Explosion of Boeing 747

In 1996, the FAA's Aviation Security Research and Development Division and the United Kingdon's Civil Aviation Authority collaborated to study blast effects on commercial wide-body aircraft and potential mitigation methods by exploding a pressurized Boeing 747-100 at Bruntingthorpe Airfield, Leicestershire, England.

During FY 1997, FAA researchers used human-factors-workload-baseline studies to examine the implications of airway facilities consolidation. Human factors specialists also completed a study to evaluate the performance impact of digital ground-to-air communications technology known as "vocoders," establishing clear controller preferences between alternative "vocoder" instruments and showing that air traffic controllers could use "vocoders" effectively. Researchers supported the deployment and evaluation of the Systematic Air Traffic Operations Research Initiative tool to four en route centers to help assess controller operations and deployed the first user-tailored version of the Automated Performance Measurement System to an air carrier for operational tests. This system provides the ability to analyze routine operations for safety trends and tendencies, providing the airlines and the FAA an accurate insight into the details of daily air-carrier line operations.

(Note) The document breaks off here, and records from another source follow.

// Copyright (c) 2025 Kirky.X
//
// Licensed under the MIT License
// See LICENSE file in the project root for full license information.

/// 搜索领域模块
///
/// 定义搜索提供方的能力接口与错误类型
pub mod engine;
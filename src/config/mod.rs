// Copyright (c) 2025 Kirky.X
//
// Licensed under the MIT License
// See LICENSE file in the project root for full license information.

/// 配置模块
///
/// 加载发现阶段与审计阶段的配置
pub mod settings;
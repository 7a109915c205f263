// Copyright (c) 2025 Kirky.X
//
// Licensed under the MIT License
// See LICENSE file in the project root for full license information.

use std::fs::{self, OpenOptions};
use std::io::Write;
use std::path::Path;

use crate::utils::errors::ArtifactError;
use crate::utils::url_utils::ensure_scheme;

/// 预检输出路径可写
///
/// 目录不存在时创建，随后在目标旁写入并删除一个探测文件
pub fn ensure_writable(path: &Path) -> Result<(), ArtifactError> {
    let not_writable = |source| ArtifactError::NotWritable {
        path: path.to_path_buf(),
        source,
    };

    let parent = match path.parent() {
        Some(p) if !p.as_os_str().is_empty() => p.to_path_buf(),
        _ => Path::new(".").to_path_buf(),
    };
    fs::create_dir_all(&parent).map_err(not_writable)?;

    let file_name = path
        .file_name()
        .map(|n| n.to_string_lossy().into_owned())
        .unwrap_or_else(|| "output".to_string());
    let probe = parent.join(format!(".{}.write-probe", file_name));
    OpenOptions::new()
        .create(true)
        .write(true)
        .truncate(true)
        .open(&probe)
        .map_err(not_writable)?;
    fs::remove_file(&probe).map_err(not_writable)?;

    Ok(())
}

/// 写出发现结果：每行一个域名，无表头，无空行
pub fn write_domains(path: &Path, domains: &[String]) -> Result<(), ArtifactError> {
    if let Some(parent) = path.parent().filter(|p| !p.as_os_str().is_empty()) {
        fs::create_dir_all(parent)?;
    }
    let mut file = fs::File::create(path)?;
    for domain in domains.iter().filter(|d| !d.is_empty()) {
        writeln!(file, "{}", domain)?;
    }
    file.flush()?;
    Ok(())
}

/// 读取审计目标
///
/// 忽略空行和 `#` 注释，缺少协议时补 https://
pub fn read_targets(path: &Path) -> Result<Vec<String>, ArtifactError> {
    if !path.exists() {
        return Err(ArtifactError::MissingInput(path.to_path_buf()));
    }
    let content = fs::read_to_string(path)?;
    let targets: Vec<String> = content
        .lines()
        .map(str::trim)
        .filter(|line| !line.is_empty() && !line.starts_with('#'))
        .map(ensure_scheme)
        .collect();

    if targets.is_empty() {
        return Err(ArtifactError::EmptyInput(path.to_path_buf()));
    }
    Ok(targets)
}
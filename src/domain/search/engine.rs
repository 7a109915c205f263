// Copyright (c) 2025 Kirky.X
//
// Licensed under the MIT License
// See LICENSE file in the project root for full license information.

use async_trait::async_trait;
use thiserror::Error;

use crate::utils::retry_policy::is_retryable_status;

#[derive(Debug, Error, Clone, PartialEq)]
pub enum SearchError {
    #[error("Timeout")]
    Timeout,
    #[error("Connection error: {0}")]
    Connection(String),
    #[error("HTTP status {0}")]
    Status(u16),
    #[error("Network error: {0}")]
    NetworkError(String),
    #[error("Invalid response: {0}")]
    Decode(String),
    #[error("Search backend error: {0}")]
    Backend(String),
}

impl SearchError {
    /// 429/503、超时、连接失败可退避重试，其余直接放弃本次调用
    pub fn is_retryable(&self) -> bool {
        match self {
            SearchError::Timeout | SearchError::Connection(_) => true,
            SearchError::Status(code) => is_retryable_status(*code),
            _ => false,
        }
    }

    /// 结构化日志中的错误码
    pub fn code(&self) -> String {
        match self {
            SearchError::Timeout | SearchError::Connection(_) => "timeout/conn".to_string(),
            SearchError::Status(code) => code.to_string(),
            SearchError::NetworkError(_) => "network".to_string(),
            SearchError::Decode(_) => "decode".to_string(),
            SearchError::Backend(_) => "backend".to_string(),
        }
    }
}

impl From<reqwest::Error> for SearchError {
    fn from(e: reqwest::Error) -> Self {
        if e.is_timeout() {
            SearchError::Timeout
        } else if e.is_connect() {
            SearchError::Connection(e.to_string())
        } else if e.is_decode() {
            SearchError::Decode(e.to_string())
        } else {
            SearchError::NetworkError(e.to_string())
        }
    }
}

/// 搜索提供方
///
/// 每个实例独占自己的计数器与限速器，不跨提供方共享可变状态
#[async_trait]
pub trait SearchProvider: Send {
    /// 提供方名称，用于日志与用量汇总
    fn name(&self) -> &'static str;

    /// 本次运行已发出的查询次数
    fn queries_made(&self) -> u32;

    /// 每日配额阈值
    fn quota(&self) -> u32;

    /// 是否仍在配额内
    fn can_continue(&self) -> bool {
        self.queries_made() < self.quota()
    }

    /// 执行一次关键词查询，返回至多 `max_results` 条原始 URL
    ///
    /// 无论成功、失败或重试多少次，计数器只加一；超出配额时返回空且不计数
    async fn query(&mut self, keyword: &str, max_results: usize) -> Vec<String>;
}
// Copyright (c) 2025 Kirky.X
//
// Licensed under the MIT License
// See LICENSE file in the project root for full license information.

/// 可观测性模块
///
/// 发现与审计阶段的计数器和耗时直方图
pub mod metrics;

In general aviation, human factors researchers concluded several studies of aeronautical decisionmaking and produced a training videotape, instructing general aviation pilots on ways to set their personal minimums and create a personal checklist to improve safety. Using the Civil Aeromedical Institute's simulators, human factors specialists conducted research on Global Positioning System (GPS) navigation display formatting, the effects of grouping air traffic control message units in air/ground communications, and the baselining of pilot performance to assess the effects of free flight options.

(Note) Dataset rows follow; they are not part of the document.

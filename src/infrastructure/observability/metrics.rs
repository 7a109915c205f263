// Copyright (c) 2025 Kirky.X
//
// Licensed under the MIT License
// See LICENSE file in the project root for full license information.

use metrics::{counter, describe_counter, describe_histogram, histogram};
use std::time::Duration;

/// 注册指标描述
///
/// 未安装导出器时指标调用为空操作
pub fn describe_metrics() {
    describe_counter!(
        "discovery_queries_total",
        "Total number of search queries issued per provider"
    );
    describe_counter!(
        "discovery_domains_total",
        "Total number of distinct domains contributed per provider call"
    );
    describe_counter!(
        "audit_tasks_total",
        "Total number of audit tasks finished, labelled by outcome"
    );
    describe_histogram!(
        "audit_task_duration_seconds",
        "Wall-clock duration of a single audit task in seconds"
    );
}

pub fn record_query(provider: &'static str) {
    counter!("discovery_queries_total", "provider" => provider).increment(1);
}

pub fn record_domains(provider: &'static str, count: usize) {
    counter!("discovery_domains_total", "provider" => provider).increment(count as u64);
}

/// 记录单个审计任务的结果与耗时
pub fn record_audit_task(success: bool, elapsed: Duration) {
    let outcome = if success { "success" } else { "failure" };
    counter!("audit_tasks_total", "outcome" => outcome).increment(1);
    histogram!("audit_task_duration_seconds").record(elapsed.as_secs_f64());
}
// Copyright (c) 2025 Kirky.X
//
// Licensed under the MIT License
// See LICENSE file in the project root for full license information.

use std::collections::BTreeSet;
use std::net::IpAddr;

/// 域名最大长度 (RFC 1035)
pub const MAX_DOMAIN_LEN: usize = 253;

/// 将原始 URL 或主机字符串规范化为可比较的域名
///
/// 去掉协议、路径、端口，转为小写并去掉开头的 `www.`。
/// 无法转换的输入返回空字符串。
pub fn normalize_domain(raw: &str) -> String {
    let mut host = raw.trim();
    if let Some((_, rest)) = host.split_once("//") {
        host = rest;
    }
    // split always yields at least one item
    let host = host.split('/').next().unwrap_or_default();
    let host = host.split(':').next().unwrap_or_default();

    let mut host = host.to_lowercase();
    loop {
        let trimmed = host.trim();
        match trimmed.strip_prefix("www.") {
            Some(rest) => host = rest.to_string(),
            None => {
                host = trimmed.to_string();
                break;
            }
        }
    }
    host
}

/// 判断规范化后的域名是否可作为审计目标
///
/// 拒绝空串、IP 字面量、localhost、超长域名以及没有顶级域的裸词
pub fn is_valid_domain(domain: &str) -> bool {
    if domain.is_empty() || domain.len() > MAX_DOMAIN_LEN {
        return false;
    }
    if domain == "localhost" || domain.ends_with(".localhost") {
        return false;
    }
    if domain.parse::<IpAddr>().is_ok() {
        return false;
    }

    let labels: Vec<&str> = domain.split('.').collect();
    if labels.len() < 2 || labels.iter().any(|label| label.is_empty()) {
        return false;
    }

    // heuristic TLD check: the last label must not be purely numeric
    labels
        .last()
        .is_some_and(|tld| !tld.chars().all(|c| c.is_ascii_digit()))
}

/// 规范化、过滤、去重并排序
///
/// 排序保证输出文件稳定，便于 diff
pub fn dedupe_sort<I, S>(raw_urls: I) -> Vec<String>
where
    I: IntoIterator<Item = S>,
    S: AsRef<str>,
{
    raw_urls
        .into_iter()
        .map(|raw| normalize_domain(raw.as_ref()))
        .filter(|domain| is_valid_domain(domain))
        .collect::<BTreeSet<_>>()
        .into_iter()
        .collect()
}

/// 由 URL 生成文件系统安全的输出名
pub fn output_slug(url: &str) -> String {
    let stripped = url
        .strip_prefix("https://")
        .or_else(|| url.strip_prefix("http://"))
        .unwrap_or(url);

    stripped
        .chars()
        .map(|c| {
            if c.is_ascii_alphanumeric() || matches!(c, '.' | '_' | '-') {
                c
            } else {
                '_'
            }
        })
        .collect()
}

/// 为缺少协议的域名补上 https://
pub fn ensure_scheme(domain: &str) -> String {
    if domain.starts_with("https://") || domain.starts_with("http://") {
        domain.to_string()
    } else {
        format!("https://{}", domain)
    }
}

The FAA and the National Institute for Occupational Safety and Health began a 5-year study to address inflight disease transmission issues. Researchers also completed an initial evaluation of inflight medical events in the domestic air-carrier population and developed new DNA probes that permit the identification of microbes in postaccident human samples. FAA studies indicate that current projections for pilots dying in aviation accidents indicate a positive blood alcohol level (greater than or equal to 0.04 percent) in about 9 percent of the accident cases, an indication of over-the-counter drugs in 21 percent of the cases, and prescription drugs in 16 percent of the cases. Researchers also discovered controlled dangerous substances (e.g., schedule I: LSD and heroin; and schedule II: morphine, codeine, and cocaine in 7 percent of the cases; and schedule III: paregoric and schedule IV: phenobarbital and valium in 4 percent of the cases).

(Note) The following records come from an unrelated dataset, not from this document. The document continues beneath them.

// Copyright (c) 2025 Kirky.X
//
// Licensed under the MIT License
// See LICENSE file in the project root for full license information.

use std::collections::HashMap;
use std::io;
use std::process::{ExitStatus, Stdio};
use std::time::Duration;
use sysinfo::{Pid, ProcessStatus, ProcessesToUpdate, Signal, System};
use tokio::io::AsyncReadExt;
use tokio::process::{ChildStderr, Command};
use tokio::time::Instant;
use tokio_util::sync::CancellationToken;
use tracing::{debug, warn};

use crate::domain::models::audit::AuditOutcome;
use crate::utils::errors::ProcessError;
use crate::utils::sanitize::sanitize_error;
use crate::workers::audit_command::CommandSpec;
use crate::workers::process_registry::ProcessRegistry;

/// 终止信号之后等待自愿退出的时间
pub const DEFAULT_GRACE: Duration = Duration::from_secs(2);

const POLL_INTERVAL: Duration = Duration::from_millis(100);

/// 只保留这么多字节的错误输出
const STDERR_CAPTURE_LIMIT: usize = 16 * 1024;

/// 进程退出后继续读取错误输出的最长时间
const STDERR_DRAIN_TIMEOUT: Duration = Duration::from_millis(500);

enum Waited {
    Exited(io::Result<ExitStatus>),
    TimedOut,
    Interrupted,
}

/// 保证任何返回路径上都从登记表中移除
struct Registration<'a> {
    registry: &'a ProcessRegistry,
    pid: u32,
}

impl Drop for Registration<'_> {
    fn drop(&mut self) {
        self.registry.unregister(self.pid);
    }
}

/// 一次外部审计进程调用
///
/// 进程在独立的进程组中启动，超时、中断或出错时终止整棵进程树
pub struct ProcessTree {
    registry: ProcessRegistry,
    cancel: CancellationToken,
    grace: Duration,
}

impl ProcessTree {
    pub fn new(registry: ProcessRegistry) -> Self {
        Self {
            registry,
            cancel: CancellationToken::new(),
            grace: DEFAULT_GRACE,
        }
    }

    /// 观察外部中断，取消后立即终止进程并返回
    pub fn with_cancellation(mut self, cancel: CancellationToken) -> Self {
        self.cancel = cancel;
        self
    }

    pub fn with_grace(mut self, grace: Duration) -> Self {
        self.grace = grace;
        self
    }

    /// 运行命令直到退出或超时
    ///
    /// # Arguments
    ///
    /// * `url` - 结果中记录的目标
    /// * `command` - 要启动的进程
    /// * `timeout` - 硬超时
    pub async fn run(&self, url: &str, command: &CommandSpec, timeout: Duration) -> AuditOutcome {
        let mut cmd = Command::new(&command.program);
        cmd.args(&command.args)
            .stdin(Stdio::null())
            .stdout(Stdio::null())
            .stderr(Stdio::piped())
            .kill_on_drop(true);
        #[cfg(unix)]
        cmd.process_group(0);

        let mut child = match cmd.spawn() {
            Ok(child) => child,
            Err(source) => {
                let err = ProcessError::Spawn {
                    program: command.program_name(),
                    source,
                };
                warn!(url, error = %err, "audit process failed to launch");
                return AuditOutcome::failed(url, &err.to_string());
            }
        };

        let Some(pid) = child.id() else {
            return AuditOutcome::failed(url, &ProcessError::Untracked.to_string());
        };
        self.registry.register(pid);
        let _registration = Registration {
            registry: &self.registry,
            pid,
        };
        debug!(url, pid, "audit process started");

        let stderr_task = tokio::spawn(collect_stderr(child.stderr.take()));

        let waited = tokio::select! {
            result = tokio::time::timeout(timeout, child.wait()) => match result {
                Ok(status) => Waited::Exited(status),
                Err(_) => Waited::TimedOut,
            },
            _ = self.cancel.cancelled() => Waited::Interrupted,
        };

        let outcome = match waited {
            Waited::Exited(Ok(status)) => {
                // reap helpers the tool left behind in its group
                terminate_group(pid, self.grace).await;
                if status.success() {
                    stderr_task.abort();
                    AuditOutcome::succeeded(url)
                } else {
                    let stderr = drain_stderr(stderr_task).await;
                    let message = if stderr.trim().is_empty() {
                        format!("exited with {}", status)
                    } else {
                        stderr.trim().to_string()
                    };
                    AuditOutcome::failed(url, &message)
                }
            }
            Waited::Exited(Err(e)) => {
                stderr_task.abort();
                self.terminate(pid, &mut child).await;
                AuditOutcome::failed(url, &ProcessError::Wait(e).to_string())
            }
            Waited::TimedOut => {
                warn!(url, pid, timeout_secs = timeout.as_secs(), "audit process timed out");
                stderr_task.abort();
                self.terminate(pid, &mut child).await;
                AuditOutcome::failed(url, &format!("Timeout after {}s", timeout.as_secs()))
            }
            Waited::Interrupted => {
                stderr_task.abort();
                self.terminate(pid, &mut child).await;
                AuditOutcome::failed(url, "Interrupted")
            }
        };

        debug!(url, pid, success = outcome.success, "audit process finished");
        outcome
    }

    async fn terminate(&self, pid: u32, child: &mut tokio::process::Child) {
        terminate_tree(pid, self.grace).await;
        if let Err(e) = child.start_kill() {
            debug!(pid, error = %e, "root already gone");
        }
        let _ = child.wait().await;
        terminate_group(pid, self.grace).await;
    }
}

async fn collect_stderr(stderr: Option<ChildStderr>) -> String {
    let Some(mut stderr) = stderr else {
        return String::new();
    };

    let mut captured = Vec::new();
    let mut chunk = [0u8; 4096];
    loop {
        match stderr.read(&mut chunk).await {
            Ok(0) | Err(_) => break,
            Ok(n) => {
                if captured.len() < STDERR_CAPTURE_LIMIT {
                    captured.extend_from_slice(&chunk[..n]);
                }
            }
        }
    }
    String::from_utf8_lossy(&captured).into_owned()
}

/// 读取已收集的错误输出；管道被进程组外的进程占用时放弃读取
async fn drain_stderr(mut task: tokio::task::JoinHandle<String>) -> String {
    match tokio::time::timeout(STDERR_DRAIN_TIMEOUT, &mut task).await {
        Ok(Ok(text)) => sanitize_error(&text),
        Ok(Err(_)) => String::new(),
        Err(_) => {
            task.abort();
            String::new()
        }
    }
}

/// 终止进程树，再清理其进程组中的残留进程
pub async fn terminate_process_tree(pid: u32, grace: Duration) {
    terminate_tree(pid, grace).await;
    terminate_group(pid, grace).await;
}

/// 按父子关系终止根进程及其全部后代
///
/// 先对后代发送终止信号，等待宽限期后强杀残留者，再以同样方式处理根进程。
/// 进程已退出或无权限均视为正常。
pub async fn terminate_tree(pid: u32, grace: Duration) {
    let root = Pid::from_u32(pid);
    let mut system = System::new();
    system.refresh_processes(ProcessesToUpdate::All, true);

    let descendants = collect_descendants(&system, root);
    if !descendants.is_empty() {
        debug!(pid, descendants = descendants.len(), "terminating descendants");
        send_signal(&system, &descendants, Signal::Term);
        let survivors = wait_for_exit(&mut system, &descendants, grace).await;
        send_signal(&system, &survivors, Signal::Kill);
    }

    if is_alive(&system, root) {
        send_signal(&system, &[root], Signal::Term);
        let survivors = wait_for_exit(&mut system, &[root], grace).await;
        send_signal(&system, &survivors, Signal::Kill);
    }
}

fn collect_descendants(system: &System, root: Pid) -> Vec<Pid> {
    let mut children: HashMap<Pid, Vec<Pid>> = HashMap::new();
    for (pid, process) in system.processes() {
        if let Some(parent) = process.parent() {
            children.entry(parent).or_default().push(*pid);
        }
    }

    let mut found = Vec::new();
    let mut stack = vec![root];
    while let Some(current) = stack.pop() {
        if let Some(kids) = children.get(&current) {
            for kid in kids {
                if *kid != root && !found.contains(kid) {
                    found.push(*kid);
                    stack.push(*kid);
                }
            }
        }
    }
    found
}

fn is_alive(system: &System, pid: Pid) -> bool {
    system
        .process(pid)
        .is_some_and(|process| process.status() != ProcessStatus::Zombie)
}

fn send_signal(system: &System, pids: &[Pid], signal: Signal) {
    for pid in pids {
        if let Some(process) = system.process(*pid) {
            if process.kill_with(signal).is_none() && signal == Signal::Kill {
                process.kill();
            }
        }
    }
}

/// 等待进程退出，返回宽限期结束时仍存活的进程
async fn wait_for_exit(system: &mut System, pids: &[Pid], grace: Duration) -> Vec<Pid> {
    let deadline = Instant::now() + grace;
    loop {
        system.refresh_processes(ProcessesToUpdate::Some(pids), true);
        let alive: Vec<Pid> = pids
            .iter()
            .copied()
            .filter(|pid| is_alive(system, *pid))
            .collect();
        if alive.is_empty() || Instant::now() >= deadline {
            return alive;
        }
        tokio::time::sleep(POLL_INTERVAL).await;
    }
}

/// 终止进程组中剩余的进程
///
/// 根进程退出后被收养的孤儿进程只能通过进程组找到
#[cfg(unix)]
pub async fn terminate_group(pgid: u32, grace: Duration) {
    let Ok(pgid) = libc::pid_t::try_from(pgid) else {
        return;
    };
    if pgid <= 1 {
        return;
    }

    // SAFETY: killpg only delivers a signal; a missing group returns ESRCH
    if unsafe { libc::killpg(pgid, libc::SIGTERM) } != 0 {
        return;
    }

    let deadline = Instant::now() + grace;
    while Instant::now() < deadline {
        // SAFETY: signal 0 only checks whether the group still exists
        if unsafe { libc::killpg(pgid, 0) } != 0 {
            return;
        }
        tokio::time::sleep(POLL_INTERVAL).await;
    }

    debug!(pgid, "process group survived grace period; killing");
    // SAFETY: as above
    unsafe {
        libc::killpg(pgid, libc::SIGKILL);
    }
}

#[cfg(not(unix))]
pub async fn terminate_group(_pgid: u32, _grace: Duration) {}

During the fiscal year, FAA's Associate Administrator for Commercial Space Transportation issued five launch licenses, including one to Lockheed Martin for the first commercial launch to the Moon, as well as one license to operate a launch site (Spaceport Florida). The FAA issued 10 license amendments primarily addressing financial responsibility requirements. In addition to other routine inspections, the agency monitored 14 licensed commercial launches, including the first licensed launch from a foreign country when Orbital Sciences Corporation conducted a launch from Spain using its Pegasus launch vehicle. The agency also entered into a Memorandum of Agreement with DoD and NASA, to define the roles and responsibilities of each agency with respect to spaceports and commercial users of Federal services and facilities. The FAA also compiled and published projections on the low-Earth orbit commercial market.

On March 19, 1997, the FAA published in the Federal Register a Notice of Proposed Rulemaking on the licensing of commercial launches conducted from Federal launch sites and has been working on a final draft of this rule based on public comments. During the fiscal year, the agency made significant progress in developing the technical safety requirements to be used in the licensing regulations on launches from non-Federal ranges. In addition, it developed and validated the technical requirements for assessing the suitability of launch sites. The agency also began developing standards and criteria for the operation of reusable launch vehicles under FAA's licensing process.